The first is the selfish fear that I am wasting my time professionally. That what I’m doing has no worth in the ‘real world’ because I’m living the life of a volunteer. Money is the fast track to perceived worth in our society. Sure accolades, awards and other forms of recognition can give you worth as well, but in the end, there will always be the thought, if you aren’t getting paid, how good could you be? And knowing this, the fear is always:

 If I fail,

If this doesn’t work out,

If I have wasted my past few years,

What can I do?

The second is more metaphysical (I’m sorry; I have to use my Philosophy undergrad for something). Ideally, those who enter the world of NGO’s do so with a purpose in mind. Whether it be specific, “I want to work with communities in rural India in an effort improve solar power infrastructure and access to electricity” or the generic “I want to make the world a better place”. It’s the answer to why the first fear is worth it.

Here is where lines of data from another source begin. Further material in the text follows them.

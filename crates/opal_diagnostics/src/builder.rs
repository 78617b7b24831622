//! Fluent construction of in-flight diagnostics.

use crate::arg::DiagArg;
use crate::catalog::DiagnosticId;
use crate::diagnostic::Diagnostic;
use crate::engine::DiagnosticsEngine;
use crate::fixit::FixItHint;
use crate::storage::DiagnosticStorage;
use opal_source::{SourceDb, Span};

/// Accumulates the payload of one diagnostic and hands it to the engine.
///
/// Obtained from [`DiagnosticsEngine::report`]. The diagnostic is issued
/// when [`emit`](DiagnosticBuilder::emit) is called, or on drop if the
/// builder is discarded without emitting.
#[must_use = "the diagnostic is issued when the builder is emitted or dropped"]
pub struct DiagnosticBuilder<'a> {
    engine: &'a mut DiagnosticsEngine,
    db: &'a SourceDb,
    id: DiagnosticId,
    span: Span,
    storage: Option<DiagnosticStorage>,
    force_emit: bool,
    emitted: bool,
}

impl<'a> DiagnosticBuilder<'a> {
    pub(crate) fn new(
        engine: &'a mut DiagnosticsEngine,
        db: &'a SourceDb,
        id: DiagnosticId,
        span: Span,
        storage: DiagnosticStorage,
    ) -> Self {
        Self {
            engine,
            db,
            id,
            span,
            storage: Some(storage),
            force_emit: false,
            emitted: false,
        }
    }

    /// Appends a template argument. Arguments bind to `%N` directives in
    /// the order they are added.
    pub fn arg(mut self, arg: impl Into<DiagArg>) -> Self {
        if let Some(storage) = &mut self.storage {
            storage.args.push(arg.into());
        }
        self
    }

    /// Attaches a source range to highlight.
    pub fn range(mut self, span: Span) -> Self {
        if let Some(storage) = &mut self.storage {
            storage.ranges.push(span);
        }
        self
    }

    /// Attaches a suggested edit.
    pub fn fixit(mut self, hint: FixItHint) -> Self {
        if let Some(storage) = &mut self.storage {
            storage.fixits.push(hint);
        }
        self
    }

    /// Bypasses fatal-error silencing and the error limit. The diagnostic
    /// is still subject to severity resolution: an ignored diagnostic stays
    /// ignored.
    pub fn force(mut self) -> Self {
        self.force_emit = true;
        self
    }

    /// Issues the diagnostic now, returning `true` if it reached the
    /// consumer.
    pub fn emit(mut self) -> bool {
        self.finish()
    }

    fn finish(&mut self) -> bool {
        if self.emitted {
            return false;
        }
        self.emitted = true;
        let storage = match self.storage.take() {
            Some(storage) => storage,
            None => return false,
        };
        let diag = Diagnostic::new(self.id, self.span, storage);
        self.engine.emit_diagnostic(self.db, diag, self.force_emit)
    }
}

impl Drop for DiagnosticBuilder<'_> {
    fn drop(&mut self) {
        if !self.emitted && !std::thread::panicking() {
            self.finish();
        }
    }
}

But to be driven by such a purpose opens one up to a second fear, a fear far more difficult to eradicate from the corners of one’s mind. And it takes the form of the same question. “Am I actually doing anything?” “Is my fourteenth hour of copy-editing improving the lives of the impoverished? Have the last few weeks of video production put the world in a better place to fight climate change? Is anything I am doing really making a difference?”

These are the kinds of questions you ask yourself at 10:00 pm, when you know that another long night lies ahead of you, with the couch and a cold beer beckoning. I imagine that this fear is most common with those who are young and new to the NGO realm. As you stand more removed from the decision making process, the more generic and seemingly pointless your work can feel, but I’d be surprised if it ever goes away completely.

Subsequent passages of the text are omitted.